━━━ INFORMATION SHOWN

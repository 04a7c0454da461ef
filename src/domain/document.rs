//! The wiki aggregate
//!
//! One [`Document`] holds everything: settings, the navigation forest and the
//! page map. It is the unit of load, save, import and export, and its JSON
//! shape is the persisted wire contract:
//!
//! ```json
//! {"version": "1.0", "settings": {…}, "navigation": […], "pages": {"faq": {…}}}
//! ```

use std::collections::BTreeMap;

use serde::{Deserialize, Serialize};

use super::block::count_blocks;
use super::nav::{self, NavNode};
use super::page::PageDocument;
use super::seed;
use super::settings::Settings;

/// Version written into new documents
pub const DOCUMENT_VERSION: &str = "1.0";

/// Root aggregate of a wiki
#[derive(Debug, Clone, PartialEq, Serialize, Deserialize)]
pub struct Document {
    pub version: String,
    pub settings: Settings,
    pub navigation: Vec<NavNode>,
    /// Pages keyed by `meta.slug`
    pub pages: BTreeMap<String, PageDocument>,
}

impl Document {
    /// Creates an empty document with the given settings
    pub fn new(settings: Settings) -> Self {
        Self {
            version: DOCUMENT_VERSION.to_string(),
            settings,
            navigation: Vec::new(),
            pages: BTreeMap::new(),
        }
    }

    /// The default document written to an empty backend
    pub fn seed() -> Self {
        seed::document()
    }

    pub fn page(&self, slug: &str) -> Option<&PageDocument> {
        self.pages.get(slug)
    }

    /// Total blocks across all pages, sections included
    pub fn block_count(&self) -> usize {
        self.pages.values().map(|p| count_blocks(&p.blocks)).sum()
    }

    pub fn nav_count(&self) -> usize {
        nav::count(&self.navigation)
    }

    /// Page-node slugs with no matching page
    pub fn dangling_slugs(&self) -> Vec<&str> {
        let mut out = Vec::new();
        collect_dangling(&self.navigation, &self.pages, &mut out);
        out
    }

    /// Serializes to indented JSON
    pub fn to_json_pretty(&self) -> serde_json::Result<String> {
        serde_json::to_string_pretty(self)
    }
}

fn collect_dangling<'a>(
    nodes: &'a [NavNode],
    pages: &BTreeMap<String, PageDocument>,
    out: &mut Vec<&'a str>,
) {
    for node in nodes {
        if let Some(slug) = node.slug() {
            if !pages.contains_key(slug) {
                out.push(slug);
            }
        }
        if let Some(children) = node.children() {
            collect_dangling(children, pages, out);
        }
    }
}

#[cfg(test)]
mod tests {
    use super::*;
    use crate::domain::schema;

    #[test]
    fn seed_passes_validation() {
        let value = serde_json::to_value(Document::seed()).unwrap();
        schema::validate(&value).unwrap();
    }

    #[test]
    fn seed_keys_match_slugs() {
        let doc = Document::seed();
        assert!(!doc.pages.is_empty());
        for (key, page) in &doc.pages {
            assert_eq!(key, page.slug());
        }
        assert!(doc.page(&doc.settings.default_slug).is_some());
    }

    #[test]
    fn seed_has_a_disabled_dangling_entry() {
        let doc = Document::seed();
        assert_eq!(doc.dangling_slugs(), vec!["plugins/cq-debug"]);
    }

    #[test]
    fn top_level_keys() {
        let value = serde_json::to_value(Document::seed()).unwrap();
        let mut keys: Vec<_> = value.as_object().unwrap().keys().cloned().collect();
        keys.sort();
        assert_eq!(keys, vec!["navigation", "pages", "settings", "version"]);
        assert_eq!(value["version"], DOCUMENT_VERSION);
    }

    #[test]
    fn counts() {
        let doc = Document::seed();
        assert_eq!(doc.nav_count(), 10);
        assert!(doc.block_count() > doc.pages.len());
    }
}
#[derive(Debug, Clone, PartialEq, Serialize, Deserialize)]
pub struct FaqItem {
    pub question: String,
    pub answer: String,
}

#[derive(Debug, Clone, PartialEq, Serialize, Deserialize)]
#[serde(rename_all = "camelCase")]
pub struct CommandItem {
    pub command: String,
    pub description: String,
    #[serde(default, skip_serializing_if = "Option::is_none")]
    pub usage: Option<String>,
    #[serde(default, skip_serializing_if = "Option::is_none")]
    pub aliases: Option<Vec<String>>,
    #[serde(default, skip_serializing_if = "Option::is_none")]
    pub permission: Option<String>,
    #[serde(default, skip_serializing_if = "Option::is_none")]
    pub permission_default: Option<PermissionDefault>,
}

#[derive(Debug, Clone, PartialEq, Serialize, Deserialize)]
pub struct StepItem {
    pub title: String,
    #[serde(default, skip_serializing_if = "Option::is_none")]
    pub description: Option<String>,
    #[serde(default, skip_serializing_if = "Option::is_none")]
    pub code: Option<String>,
    #[serde(default, skip_serializing_if = "Option::is_none")]
    pub note: Option<String>,
}

#[derive(Debug, Clone, PartialEq, Serialize, Deserialize)]
pub struct CardItem {
    pub title: String,
    #[serde(default, skip_serializing_if = "Option::is_none")]
    pub description: Option<String>,
    #[serde(default, skip_serializing_if = "Option::is_none")]
    pub href: Option<String>,
    #[serde(default, skip_serializing_if = "Option::is_none")]
    pub badge: Option<String>,
    #[serde(default, skip_serializing_if = "Option::is_none")]
    pub icon: Option<String>,
}

/// One entry of a file tree; directories may nest further entries
#[derive(Debug, Clone, PartialEq, Serialize, Deserialize)]
pub struct FileTreeNode {
    pub name: String,
    #[serde(rename = "type")]
    pub kind: FileNodeKind,
    #[serde(default, skip_serializing_if = "Option::is_none")]
    pub description: Option<String>,
    #[serde(default, skip_serializing_if = "Option::is_none")]
    pub children: Option<Vec<FileTreeNode>>,
}

#[derive(Debug, Clone, PartialEq, Serialize, Deserialize)]
pub struct PermissionItem {
    pub node: String,
    pub description: String,
    pub default: PermissionDefault,
}

#[derive(Debug, Clone, PartialEq, Serialize, Deserialize)]
pub struct StatItem {
    pub label: String,
    pub value: String,
    #[serde(default, skip_serializing_if = "Option::is_none")]
    pub unit: Option<String>,
}

#[derive(Debug, Clone, PartialEq, Serialize, Deserialize)]
pub struct RecipeIngredient {
    pub slot: String,
    pub item: String,
    #[serde(default, skip_serializing_if = "Option::is_none")]
    pub count: Option<u32>,
}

━━━━━━

WHAT TO WORK ON: Show each line in the data where the string "wiki" appears.

TASK OUTPUT:
//! The wiki aggregate
/// Root aggregate of a wiki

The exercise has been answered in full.